Standard public health policy calls for a pandemic-readiness unit. Often because of budget cuts, and the lack of an immediate threat, governments tend to beef up these entities with funding and resources after an epidemic or pandemic has already started; it’s hard to secure money to fight an invisible threat that isn’t affecting anyone (unless you’re the military, but I digress). President Bush created a Pandemic Influenza Strategy in 2005 in response to the H5N1/Bird Flu outbreak in Asia in 2004. By the time H1N1/Swine Flu came around in 2009, President Obama built on Bush’s playbook to mount his own response. Obama also had to deal with Ebola and Zika, and strengthened government response efforts after each outbreak, eventually creating the Global Health Security and Biodefense unit, a team responsible for pandemic preparedness under the National Security Council.

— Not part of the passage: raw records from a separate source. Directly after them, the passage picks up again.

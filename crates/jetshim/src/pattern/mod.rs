//! Recognition of the pseudo-SQL statements the engine emulates.
//!
//! Patterns are evaluated in a fixed priority order and the first match wins:
//!
//! 1. Catalog queries and renames (current syntax only)
//! 2. Quoted `CREATE DATABASE` / `DROP DATABASE` (current syntax)
//! 3. Legacy lifecycle syntax, see [`legacy`]
//!
//! Lifecycle patterns sit behind a gate. Text that passes the gate but fails
//! every lifecycle pattern is an error, never a passthrough: forwarding it
//! would only produce a confusing native error.
//!
//! Classification is pure. It extracts and unescapes captures, nothing more.

pub mod legacy;

use std::sync::OnceLock;

use regex::{Captures, Regex};
use serde::Serialize;
use tracing::debug;

use crate::catalog::CatalogObject;
use crate::core::identifier::unescape_quoted;
use crate::error::{Result, ShimError};

/// Trailing part shared by every statement pattern: optional `;` and whitespace.
pub(crate) const STATEMENT_END: &str = r"\s*;?\s*$";

/// Which pattern recognized a command.
#[derive(Debug, Clone, Copy, PartialEq, Eq, Hash, Serialize)]
#[serde(rename_all = "snake_case")]
pub enum PatternKind {
    /// ``SELECT * FROM `INFORMATION_SCHEMA.<object>` ...``
    CatalogQuery,
    /// `ALTER TABLE t RENAME COLUMN a TO b`
    RenameColumn,
    /// `ALTER TABLE a RENAME TO b`
    RenameTable,
    /// `CREATE DATABASE 'file' [PASSWORD 'pwd']`
    CreateDatabase,
    /// `DROP DATABASE 'file'`
    DropDatabase,
    /// `CREATE DATABASE provider=...`
    LegacyCreateConnectionString,
    /// `DROP DATABASE provider=...`
    LegacyDropConnectionString,
    /// `CREATE|DROP DATABASE <anything>`
    LegacyDatabaseCommand,
}

impl PatternKind {
    /// Whether the pattern belongs to the obsolete syntax family.
    pub fn is_legacy(self) -> bool {
        matches!(
            self,
            PatternKind::LegacyCreateConnectionString
                | PatternKind::LegacyDropConnectionString
                | PatternKind::LegacyDatabaseCommand
        )
    }

    /// Whether the pattern creates or destroys a whole database.
    pub fn is_lifecycle(self) -> bool {
        matches!(
            self,
            PatternKind::CreateDatabase | PatternKind::DropDatabase
        ) || self.is_legacy()
    }
}

/// A catalog query with its optional clauses.
#[derive(Debug, Clone, PartialEq, Eq, Serialize)]
pub struct CatalogQuery {
    pub object: CatalogObject,
    /// Text after `WHERE`, if present.
    pub filter: Option<String>,
    /// Text after `ORDER BY`, if present.
    pub order: Option<String>,
}

/// A request to create or destroy a database file.
///
/// Required fields are always non-blank; blank captures are rejected during
/// classification.
#[derive(Debug, Clone, PartialEq, Eq, Serialize)]
#[serde(tag = "operation", rename_all = "snake_case")]
pub enum LifecycleRequest {
    Create {
        file_name: String,
        password: Option<String>,
    },
    Drop {
        /// File name or connection string naming the database.
        target: String,
    },
}

/// Typed result of a successful classification.
#[derive(Debug, Clone, PartialEq, Eq, Serialize)]
#[serde(tag = "type", rename_all = "snake_case")]
pub enum Intercepted {
    Catalog(CatalogQuery),
    Lifecycle(LifecycleRequest),
    RenameTable {
        old_name: String,
        new_name: String,
    },
    RenameColumn {
        table_name: String,
        old_name: String,
        new_name: String,
    },
}

/// A recognized command: which pattern matched and what it extracted.
#[derive(Debug, Clone, PartialEq, Eq, Serialize)]
pub struct Classified {
    pub kind: PatternKind,
    pub request: Intercepted,
}

type Extractor = fn(&Captures<'_>, &str) -> Result<Option<Intercepted>>;

/// One entry of a pattern table.
pub(crate) struct Pattern {
    kind: PatternKind,
    regex: Regex,
    extract: Extractor,
}

impl Pattern {
    pub(crate) fn new(kind: PatternKind, source: &str, extract: Extractor) -> Self {
        let regex = Regex::new(&format!("(?is){}", source))
            .unwrap_or_else(|e| panic!("invalid {:?} pattern: {}", kind, e));
        Self {
            kind,
            regex,
            extract,
        }
    }

    /// Match and extract. `Ok(None)` means "not this pattern".
    fn apply(&self, text: &str) -> Result<Option<Classified>> {
        let Some(caps) = self.regex.captures(text) else {
            return Ok(None);
        };
        Ok((self.extract)(&caps, text)?.map(|request| Classified {
            kind: self.kind,
            request,
        }))
    }
}

/// Regex fragment for an identifier that may be bare, backticked or bracketed.
///
/// Produces three named groups; read them back with [`identifier`].
pub(crate) fn ident(name: &str) -> String {
    format!(
        r"(?:`(?P<{n}_bt>[^`]*)`|\[(?P<{n}_br>[^\]]*)\]|(?P<{n}>[^\s`\[\];]+))",
        n = name
    )
}

/// Read an identifier captured by [`ident`].
///
/// The quoted groups hold only the interior, which is returned as written.
pub(crate) fn identifier<'t>(caps: &Captures<'t>, name: &str) -> Option<&'t str> {
    caps.name(&format!("{name}_bt"))
        .or_else(|| caps.name(&format!("{name}_br")))
        .or_else(|| caps.name(name))
        .map(|m| m.as_str())
}

fn required_identifier(
    caps: &Captures<'_>,
    name: &str,
    field: &'static str,
    text: &str,
) -> Result<String> {
    match identifier(caps, name) {
        Some(value) if !value.trim().is_empty() => Ok(value.to_string()),
        _ => Err(ShimError::missing_field(field, text.trim())),
    }
}

/// Unescape a single-quoted capture; blank becomes `None`.
pub(crate) fn quoted_capture(caps: &Captures<'_>, name: &str) -> Option<String> {
    caps.name(name)
        .map(|m| unescape_quoted(m.as_str(), '\''))
        .filter(|v| !v.trim().is_empty())
}

/// Optional clause capture, trimmed; blank becomes `None`.
fn clause(caps: &Captures<'_>, name: &str) -> Option<String> {
    caps.name(name)
        .map(|m| m.as_str().trim().to_string())
        .filter(|v| !v.is_empty())
}

fn extract_catalog(caps: &Captures<'_>, _text: &str) -> Result<Option<Intercepted>> {
    let name = caps
        .name("obj_bt")
        .or_else(|| caps.name("obj_br"))
        .or_else(|| caps.name("obj"))
        .map(|m| m.as_str())
        .unwrap_or_default();

    // Unknown objects are left to the driver
    let Some(object) = CatalogObject::from_name(name) else {
        debug!("INFORMATION_SCHEMA.{} is not an emulated catalog object", name);
        return Ok(None);
    };

    Ok(Some(Intercepted::Catalog(CatalogQuery {
        object,
        filter: clause(caps, "filter"),
        order: clause(caps, "order"),
    })))
}

fn extract_rename_column(caps: &Captures<'_>, text: &str) -> Result<Option<Intercepted>> {
    Ok(Some(Intercepted::RenameColumn {
        table_name: required_identifier(caps, "table", "table name", text)?,
        old_name: required_identifier(caps, "old", "column name", text)?,
        new_name: required_identifier(caps, "new", "new column name", text)?,
    }))
}

fn extract_rename_table(caps: &Captures<'_>, text: &str) -> Result<Option<Intercepted>> {
    Ok(Some(Intercepted::RenameTable {
        old_name: required_identifier(caps, "table", "table name", text)?,
        new_name: required_identifier(caps, "new", "new table name", text)?,
    }))
}

fn extract_create(caps: &Captures<'_>, text: &str) -> Result<Option<Intercepted>> {
    let file_name =
        quoted_capture(caps, "file").ok_or_else(|| ShimError::missing_field("file name", text.trim()))?;
    Ok(Some(Intercepted::Lifecycle(LifecycleRequest::Create {
        file_name,
        password: quoted_capture(caps, "password"),
    })))
}

fn extract_drop(caps: &Captures<'_>, text: &str) -> Result<Option<Intercepted>> {
    let target =
        quoted_capture(caps, "file").ok_or_else(|| ShimError::missing_field("file name", text.trim()))?;
    Ok(Some(Intercepted::Lifecycle(LifecycleRequest::Drop { target })))
}

/// Catalog and rename patterns, in priority order.
fn statement_patterns() -> &'static [Pattern] {
    static PATTERNS: OnceLock<Vec<Pattern>> = OnceLock::new();
    PATTERNS.get_or_init(|| {
        vec![
            Pattern::new(
                PatternKind::CatalogQuery,
                &format!(
                    r"^\s*SELECT\s+\*\s+FROM\s+(?:`INFORMATION_SCHEMA\.(?P<obj_bt>[^`]+)`|\[INFORMATION_SCHEMA\.(?P<obj_br>[^\]]+)\]|INFORMATION_SCHEMA\.(?P<obj>\w+))(?:\s+WHERE\s+(?P<filter>.+?))?(?:\s+ORDER\s+BY\s+(?P<order>.+?))?{}",
                    STATEMENT_END
                ),
                extract_catalog,
            ),
            Pattern::new(
                PatternKind::RenameColumn,
                &format!(
                    r"^\s*ALTER\s+TABLE\s+{}\s+RENAME\s+COLUMN\s+{}\s+TO\s+{}{}",
                    ident("table"),
                    ident("old"),
                    ident("new"),
                    STATEMENT_END
                ),
                extract_rename_column,
            ),
            Pattern::new(
                PatternKind::RenameTable,
                &format!(
                    r"^\s*ALTER\s+TABLE\s+{}\s+RENAME\s+TO\s+{}{}",
                    ident("table"),
                    ident("new"),
                    STATEMENT_END
                ),
                extract_rename_table,
            ),
        ]
    })
}

/// Lifecycle patterns behind the gate: current syntax, then legacy.
fn lifecycle_patterns() -> &'static [Pattern] {
    static PATTERNS: OnceLock<Vec<Pattern>> = OnceLock::new();
    PATTERNS.get_or_init(|| {
        let mut patterns = vec![
            Pattern::new(
                PatternKind::CreateDatabase,
                &format!(
                    r"^\s*CREATE\s+DATABASE\s+'(?P<file>(?:[^']|'')*)'(?:\s+PASSWORD\s+'(?P<password>(?:[^']|'')*)')?{}",
                    STATEMENT_END
                ),
                extract_create,
            ),
            Pattern::new(
                PatternKind::DropDatabase,
                &format!(
                    r"^\s*DROP\s+DATABASE\s+'(?P<file>(?:[^']|'')*)'{}",
                    STATEMENT_END
                ),
                extract_drop,
            ),
        ];
        patterns.extend(legacy::patterns());
        patterns
    })
}

fn database_gate() -> &'static Regex {
    static GATE: OnceLock<Regex> = OnceLock::new();
    GATE.get_or_init(|| {
        Regex::new(r"(?is)^\s*(?:CREATE|DROP)\s+DATABASE\b").expect("valid database gate regex")
    })
}

/// Whether the text is a `CREATE DATABASE` / `DROP DATABASE` command of any form.
///
/// True also for malformed commands that [`classify`] will reject.
pub fn is_database_command(text: &str) -> bool {
    database_gate().is_match(text)
}

/// Classify command text.
///
/// Returns `Ok(None)` when the text should be forwarded to the driver
/// unchanged, and an error when it is a database command that cannot be
/// parsed or lacks a required field.
pub fn classify(text: &str) -> Result<Option<Classified>> {
    for pattern in statement_patterns() {
        if let Some(classified) = pattern.apply(text)? {
            debug!("Classified command as {:?}", classified.kind);
            return Ok(Some(classified));
        }
    }

    if !is_database_command(text) {
        return Ok(None);
    }

    for pattern in lifecycle_patterns() {
        if let Some(classified) = pattern.apply(text)? {
            debug!("Classified command as {:?}", classified.kind);
            return Ok(Some(classified));
        }
    }

    Err(ShimError::unrecognized(text.trim()))
}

Bush and Obama were mostly able to control these virus outbreaks due to these response efforts, as well as the type, severity, and transmissibility of the viruses that happened on their watch.

So despite what Bill Gates tells us we should do, governments’ pandemic responses are usually ramped up in reaction to an existing threat. So yes, President Trump made a massive mistake in 2018 when he got rid of Obama’s aforementioned pandemic response team at the NSC. His decision unfortunately demonstrated a short-sightedness to which others have succumbed, due to the difficulty of perceiving — and convincing others — of a threat in the long term.

When it comes to preparing for Climate Change we are even worse for the wear. There is no Department (or czar) of Climate Change, we haven’t been able to agree on a national Green Bank, and, until recently, one of the two American political parties refused to even acknowledge that the climate was indeed changing. On the global scale, it’s not much better. Five years after the Paris Agreement, international negotiators at the UNFCC’s Conference of Parties (COP) have yet to determine how they will actually achieve global emissions targets. Research shows that 75% of nations’ climate pledges are furthermore insufficient to halve global emissions by 2030. We are running out of time. The non-binding commitments agreed to in Paris were intended to limit the Earth’s warming below 1.5°C; we are now at 1.1°C.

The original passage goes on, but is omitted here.